Two New House Deans

With the appointment of Dr. Annabelle Pelta to Gregory College House and Amy R. Pollock to Hill College House, the College House deanships are at full strength. "We were tremendously lucky to get our top candidates in both searches," said Dr. David B. Brownlee, Director of College Houses and Academic Services.

Dr. Pelta is a scholar of art history who took her B.A. from Temple in 1978 and A.M. and Ph.D. degrees from Penn in 1981 and 1992. At Penn she held a Dean's Fellowship, a Penfield Travel Award and L'Aquila Research Grant for research in Italy, and a prestigious Mellon Doctoral Fellowship. From 1985 to 1989, Dr. Pelta served as Director of the Italian Studies Summer Institute in Florence, a program co-sponsored by Penn's College of General Studies and Bryn Mawr College. She then became a patron services representative for the Philadelphia Orchestra Association, and most recently was with the Music Preparatory Division at Temple's Esther Boyer College of Music, where she designed and managed the registration databases and was responsible for student registration, placement, scheduling, and billing, as well as program development, scholarships, and grant-writing. Since Gregory House is home to the Modern Languages Program, Dr. Pelta's foreign language skills will be welcomed, Dr. Brownlee's announcement said. She is fluent in Italian and has reading knowledge of French, German, Spanish and Latin.
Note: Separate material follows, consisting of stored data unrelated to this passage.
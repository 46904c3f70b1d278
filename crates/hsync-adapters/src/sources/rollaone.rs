//! Rolla One web dashboard. There is no data API, so each day's dashboard
//! page is scraped: metric tiles plus the workout table, both rendered in
//! whatever display units the account is set to.

use chrono::NaiveDate;
use hsync_core::units::{clock_to_minutes, kmh_to_pace, miles_to_km, mph_to_kmh, normalize_workout_type, pace_per_mile_to_per_km, round_2dp};
use hsync_core::{fallback_record_id, SessionState, Source, UnifiedRecord, Workout};
use scraper::{ElementRef, Html, Selector};
use serde_json::{json, Map, Value as JsonValue};

use super::trim_base;
use crate::browser::{BrowserSource, PageRequest, PageResponse};
use crate::normalize::{at, str_at, timestamp, NormalizationError, NormalizeContext, Normalizer};
use crate::{PayloadKind, RawPayload};

pub const DEFAULT_BASE_URL: &str = "https://app.rolla.app";

const SESSION_COOKIE: &str = "rolla_session";

#[derive(Debug, Clone)]
pub struct RollaOnePlan {
    base_url: String,
}

impl RollaOnePlan {
    pub fn new(base_url: Option<&str>) -> Self {
        Self {
            base_url: trim_base(base_url.unwrap_or(DEFAULT_BASE_URL)),
        }
    }

    fn day_view(&self, day: NaiveDate) -> PageRequest {
        PageRequest::new("day", format!("{}/dashboard/day/{day}", self.base_url)).header("Accept", "text/html")
    }
}

fn selector(css: &str) -> Result<Selector, String> {
    Selector::parse(css).map_err(|e| format!("bad selector `{css}`: {e}"))
}

fn text_of(el: ElementRef<'_>) -> Option<String> {
    let text = el.text().collect::<Vec<_>>().join(" ");
    let text = text.split_whitespace().collect::<Vec<_>>().join(" ");
    (!text.is_empty()).then_some(text)
}

/// The `datetime` of a nested `<time>`, else the element's `.value` text, else its text.
fn cell_value(el: ElementRef<'_>, time_sel: &Selector, value_sel: &Selector) -> Option<String> {
    if let Some(dt) = el.select(time_sel).next().and_then(|t| t.value().attr("datetime")) {
        return Some(dt.trim().to_string());
    }
    el.select(value_sel).next().and_then(text_of).or_else(|| text_of(el))
}

fn scrape_day(html: &str) -> Result<(JsonValue, Vec<(Option<String>, JsonValue)>), String> {
    let doc = Html::parse_document(html);
    let summary_sel = selector(".day-summary")?;
    let tile_sel = selector("[data-metric]")?;
    let time_sel = selector("time[datetime]")?;
    let value_sel = selector(".value")?;
    let row_sel = selector("table.workouts tr[data-workout-id]")?;
    let cell_sel = selector("td[data-col]")?;

    let summary = doc
        .select(&summary_sel)
        .next()
        .ok_or_else(|| "day page has no `.day-summary` block".to_string())?;
    let units = summary.value().attr("data-units").unwrap_or("metric").to_ascii_lowercase();

    let mut metrics = Map::new();
    for tile in summary.select(&tile_sel) {
        let (Some(name), Some(value)) = (tile.value().attr("data-metric"), cell_value(tile, &time_sel, &value_sel)) else {
            continue;
        };
        metrics.insert(name.to_string(), JsonValue::String(value));
    }
    let daily = json!({"units": units, "metrics": metrics});

    let mut workouts = Vec::new();
    for row in doc.select(&row_sel) {
        let id = row
            .value()
            .attr("data-workout-id")
            .map(str::trim)
            .filter(|id| !id.is_empty())
            .map(str::to_string);
        let mut cells = Map::new();
        for cell in row.select(&cell_sel) {
            if let (Some(col), Some(value)) = (cell.value().attr("data-col"), cell_value(cell, &time_sel, &value_sel)) {
                cells.insert(col.to_string(), JsonValue::String(value));
            }
        }
        cells.insert("units".to_string(), JsonValue::String(units.clone()));
        workouts.push((id, JsonValue::Object(cells)));
    }
    Ok((daily, workouts))
}

impl BrowserSource for RollaOnePlan {
    fn source(&self) -> Source {
        Source::RollaOne
    }

    fn required_cookies(&self) -> &'static [&'static str] {
        &[SESSION_COOKIE]
    }

    fn views(&self, day: NaiveDate, _session: &SessionState) -> Vec<PageRequest> {
        vec![self.day_view(day)]
    }

    fn is_login_page(&self, page: &PageResponse) -> bool {
        let url = page.final_url.to_ascii_lowercase();
        if matches!(page.status, 401 | 403) || url.contains("/login") || url.contains("/signin") {
            return true;
        }
        // expired sessions are served the sign-in form in place
        let Ok(password) = selector("input[type=password]") else {
            return false;
        };
        Html::parse_document(&page.body).select(&password).next().is_some()
    }

    fn extract(&self, day: NaiveDate, pages: &[(PageRequest, PageResponse)]) -> Result<Vec<RawPayload>, String> {
        let mut out = Vec::new();
        for (_, page) in pages {
            let (daily, workouts) = scrape_day(&page.body)?;
            out.push(RawPayload {
                source: Source::RollaOne,
                kind: PayloadKind::Daily,
                day,
                native_id: None,
                body: daily,
            });
            out.extend(workouts.into_iter().map(|(native_id, body)| RawPayload {
                source: Source::RollaOne,
                kind: PayloadKind::Workout,
                day,
                native_id,
                body,
            }));
        }
        Ok(out)
    }

    fn probe_view(&self, today: NaiveDate, _session: &SessionState) -> PageRequest {
        self.day_view(today)
    }
}

/// First number in `text`, ignoring thousands separators: `"10,234 steps"` → 10234.
fn leading_number(text: &str) -> Option<f64> {
    let start = text.find(|c: char| c.is_ascii_digit() || c == '-' || c == '.')?;
    let number: String = text[start..]
        .chars()
        .take_while(|c| c.is_ascii_digit() || matches!(c, '.' | ',' | '-'))
        .filter(|c| *c != ',')
        .collect();
    number.parse().ok()
}

/// `"7h 32m"`, `"45m 10s"`, `"1:02:30"` or bare minutes.
fn duration_minutes(text: &str) -> Option<f64> {
    let text = text.trim();
    if text.contains(':') {
        return clock_to_minutes(text);
    }
    let mut total = 0.0;
    let mut seen = false;
    let mut number = String::new();
    for c in text.chars() {
        if c.is_ascii_digit() || c == '.' {
            number.push(c);
            continue;
        }
        let scale = match c.to_ascii_lowercase() {
            'h' => 60.0,
            'm' => 1.0,
            's' => 1.0 / 60.0,
            _ => continue,
        };
        if let Ok(value) = number.parse::<f64>() {
            total += value * scale;
            seen = true;
        }
        number.clear();
    }
    if !number.is_empty() {
        total += number.parse::<f64>().ok()?;
        seen = true;
    }
    seen.then(|| round_2dp(total))
}

/// Unit words decide; the account setting only applies to bare numbers.
fn is_imperial(text: &str, units: &str) -> bool {
    let lower = text.to_ascii_lowercase();
    let mut words = lower.split(|c: char| !c.is_ascii_alphabetic()).filter(|word| !word.is_empty());
    match words.find(|word| matches!(*word, "km" | "kms" | "kmh" | "kph" | "mi" | "mile" | "miles" | "mph")) {
        Some(word) => matches!(word, "mi" | "mile" | "miles" | "mph"),
        None => units == "imperial",
    }
}

fn distance_km(text: &str, units: &str) -> Option<f64> {
    let value = leading_number(text)?;
    Some(if is_imperial(text, units) { miles_to_km(value) } else { round_2dp(value) })
}

/// `"8:00 /mi"` or `"4:58 /km"` to minutes per kilometre.
fn pace_min_per_km(text: &str, units: &str) -> Option<f64> {
    let clock = text.split('/').next()?.split_whitespace().next()?;
    let minutes = clock_to_minutes(clock)?;
    Some(if is_imperial(text, units) { pace_per_mile_to_per_km(minutes) } else { minutes })
}

fn speed_kmh(text: &str, units: &str) -> Option<f64> {
    let value = leading_number(text)?;
    Some(if is_imperial(text, units) { mph_to_kmh(value) } else { round_2dp(value) })
}

#[derive(Debug, Clone, Copy, Default)]
pub struct RollaOneNormalizer;

impl RollaOneNormalizer {
    fn daily(&self, payload: &RawPayload, ctx: &NormalizeContext) -> Result<Vec<UnifiedRecord>, NormalizationError> {
        let metrics = at(&payload.body, &["metrics"])
            .filter(|m| m.is_object())
            .ok_or_else(|| NormalizationError::new(payload, "scraped day has no metrics block"))?;
        let int = |name: &str| str_at(metrics, &[name]).and_then(leading_number).map(|v| v.round() as i64);

        let id = fallback_record_id(Source::RollaOne, payload.day, PayloadKind::Daily.as_str(), &[]);
        let mut record = UnifiedRecord::new(payload.day, Source::RollaOne, id);
        record.bedtime = at(metrics, &["bedtime"]).and_then(|v| timestamp(v, &ctx.tz));
        record.wake_time = at(metrics, &["wake_time"]).and_then(|v| timestamp(v, &ctx.tz));
        record.sleep_duration_min = str_at(metrics, &["sleep_duration"]).and_then(duration_minutes);
        record.sleep_score = int("sleep_score");
        record.rhr_bpm = int("resting_hr");
        record.hrv_ms = int("hrv");
        record.readiness_or_body_battery_score = int("recovery");
        record.health_score = int("health_score");
        record.steps = int("steps");
        record.active_calories = int("active_calories");
        record.activity_score = int("activity_score");

        Ok(if record.has_metrics() { vec![record] } else { Vec::new() })
    }

    fn workout(&self, payload: &RawPayload, ctx: &NormalizeContext) -> Result<Vec<UnifiedRecord>, NormalizationError> {
        let body = &payload.body;
        if !body.is_object() {
            return Err(NormalizationError::new(payload, "workout row is not an object"));
        }
        let units = str_at(body, &["units"]).unwrap_or("metric");
        let int = |name: &str| str_at(body, &[name]).and_then(leading_number).map(|v| v.round() as i64);

        let start = at(body, &["start"]).and_then(|v| timestamp(v, &ctx.tz));
        let date = start.map(|ts| ts.date_naive()).unwrap_or(payload.day);

        let mut workout = Workout::of_type(normalize_workout_type(str_at(body, &["type"]).unwrap_or("other")));
        workout.duration_min = str_at(body, &["duration"]).and_then(duration_minutes);
        workout.distance_km = str_at(body, &["distance"]).and_then(|t| distance_km(t, units)).filter(|km| *km > 0.0);
        workout.pace_min_per_km = str_at(body, &["pace"]).and_then(|t| pace_min_per_km(t, units));
        workout.avg_speed_kmh = str_at(body, &["speed"]).and_then(|t| speed_kmh(t, units));
        if let (None, Some(km), Some(min)) = (workout.avg_speed_kmh, workout.distance_km, workout.duration_min.filter(|m| *m > 0.0)) {
            let kmh = km / (min / 60.0);
            workout.avg_speed_kmh = Some(round_2dp(kmh));
            if workout.pace_min_per_km.is_none() {
                workout.pace_min_per_km = kmh_to_pace(kmh);
            }
        }
        workout.avg_hr_bpm = int("avg_hr");
        workout.max_hr_bpm = int("max_hr");
        workout.active_calories = int("calories");
        workout.strain_score = int("strain");

        let id = match &payload.native_id {
            Some(id) => id.clone(),
            None => {
                let started = start
                    .map(|ts| ts.to_rfc3339())
                    .ok_or_else(|| NormalizationError::new(payload, "workout row has neither an id nor a start time"))?;
                fallback_record_id(Source::RollaOne, date, PayloadKind::Workout.as_str(), &[&started, &workout.workout_type])
            }
        };
        let mut record = UnifiedRecord::new(date, Source::RollaOne, id);
        record.workout = Some(workout);
        Ok(vec![record])
    }
}

impl Normalizer for RollaOneNormalizer {
    fn source(&self) -> Source {
        Source::RollaOne
    }

    fn normalize(&self, payload: &RawPayload, ctx: &NormalizeContext) -> Result<Vec<UnifiedRecord>, NormalizationError> {
        match payload.kind {
            PayloadKind::Daily => self.daily(payload, ctx),
            PayloadKind::Workout => self.workout(payload, ctx),
        }
    }
}

#[cfg(test)]
mod tests {
    use super::*;

    fn page(body: &str) -> PageResponse {
        PageResponse {
            status: 200,
            final_url: "https://app.rolla.app/dashboard/day/2025-01-02".into(),
            content_type: Some("text/html".into()),
            body: body.into(),
            set_cookies: Vec::new(),
        }
    }

    #[test]
    fn text_helpers_parse_dashboard_vocabulary() {
        assert_eq!(leading_number("10,234 steps"), Some(10234.0));
        assert_eq!(leading_number("52 bpm"), Some(52.0));
        assert_eq!(leading_number("--"), None);
        assert_eq!(duration_minutes("7h 32m"), Some(452.0));
        assert_eq!(duration_minutes("45m 30s"), Some(45.5));
        assert_eq!(duration_minutes("1:02:30"), Some(62.5));
        assert_eq!(duration_minutes("n/a"), None);
    }

    #[test]
    fn imperial_units_are_converted() {
        assert_eq!(distance_km("3.1 mi", "imperial"), Some(4.99));
        assert_eq!(distance_km("5.2 km", "imperial"), Some(5.2));
        assert_eq!(distance_km("10", "imperial"), Some(16.09));
        assert_eq!(pace_min_per_km("8:00 /mi", "metric"), Some(4.97));
        assert_eq!(pace_min_per_km("5:30 /km", "imperial"), Some(5.5));
        assert_eq!(speed_kmh("10 mph", "metric"), Some(16.09));
    }

    #[test]
    fn minute_suffix_is_not_read_as_miles() {
        assert_eq!(pace_min_per_km("5:00 min", "metric"), Some(5.0));
        assert_eq!(pace_min_per_km("5:00 min/km", "metric"), Some(5.0));
        assert_eq!(distance_km("4.2 miles", "metric"), Some(6.76));
        assert_eq!(speed_kmh("12 km/h", "imperial"), Some(12.0));
    }

    #[test]
    fn password_form_is_a_login_page() {
        let plan = RollaOnePlan::new(None);
        assert!(plan.is_login_page(&page(r#"<form><input type="password" name="pw"></form>"#)));
        assert!(!plan.is_login_page(&page(r#"<div class="day-summary"></div>"#)));
    }

    #[test]
    fn page_without_summary_is_rejected() {
        let plan = RollaOnePlan::new(None);
        let day = NaiveDate::from_ymd_opt(2025, 1, 2).unwrap();
        let err = plan
            .extract(day, &[(plan.day_view(day), page("<html><body>maintenance</body></html>"))])
            .unwrap_err();
        assert!(err.contains("day-summary"));
    }
}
Amy Pollock holds a B.A. in behavioral and neural biology from Lehigh (1989) and an M.A. in student personnel administration from the Teachers College of Columbia (1990). While studying toward her Ph.D., she has been working with students in many capacities at Ramapo College in Mahwah, NJ, where she has been an adjunct professor in the School of Theoretical and Applied Sciences as well as assistant director of residence life. At Ramapo she helped to develop and implement a comprehensive student residential program; supervised residences including apartment complexes and a first-year dormitory; and, since 1992, served as Ramapo's director of student development. She is known for creating leadership opportunities for students through special training initiatives, peer education, service learning, and club and organization participation. One of her special projects was a co-curricular transcript program that enabled students to establish official records of their achievements outside the classroom, and she was involved in campus-wide health education initiatives, judicial affairs, and community relations. Since 1997 she had also served as program director of the Study Abroad Program in London during the winter session, providing curricular support for participants.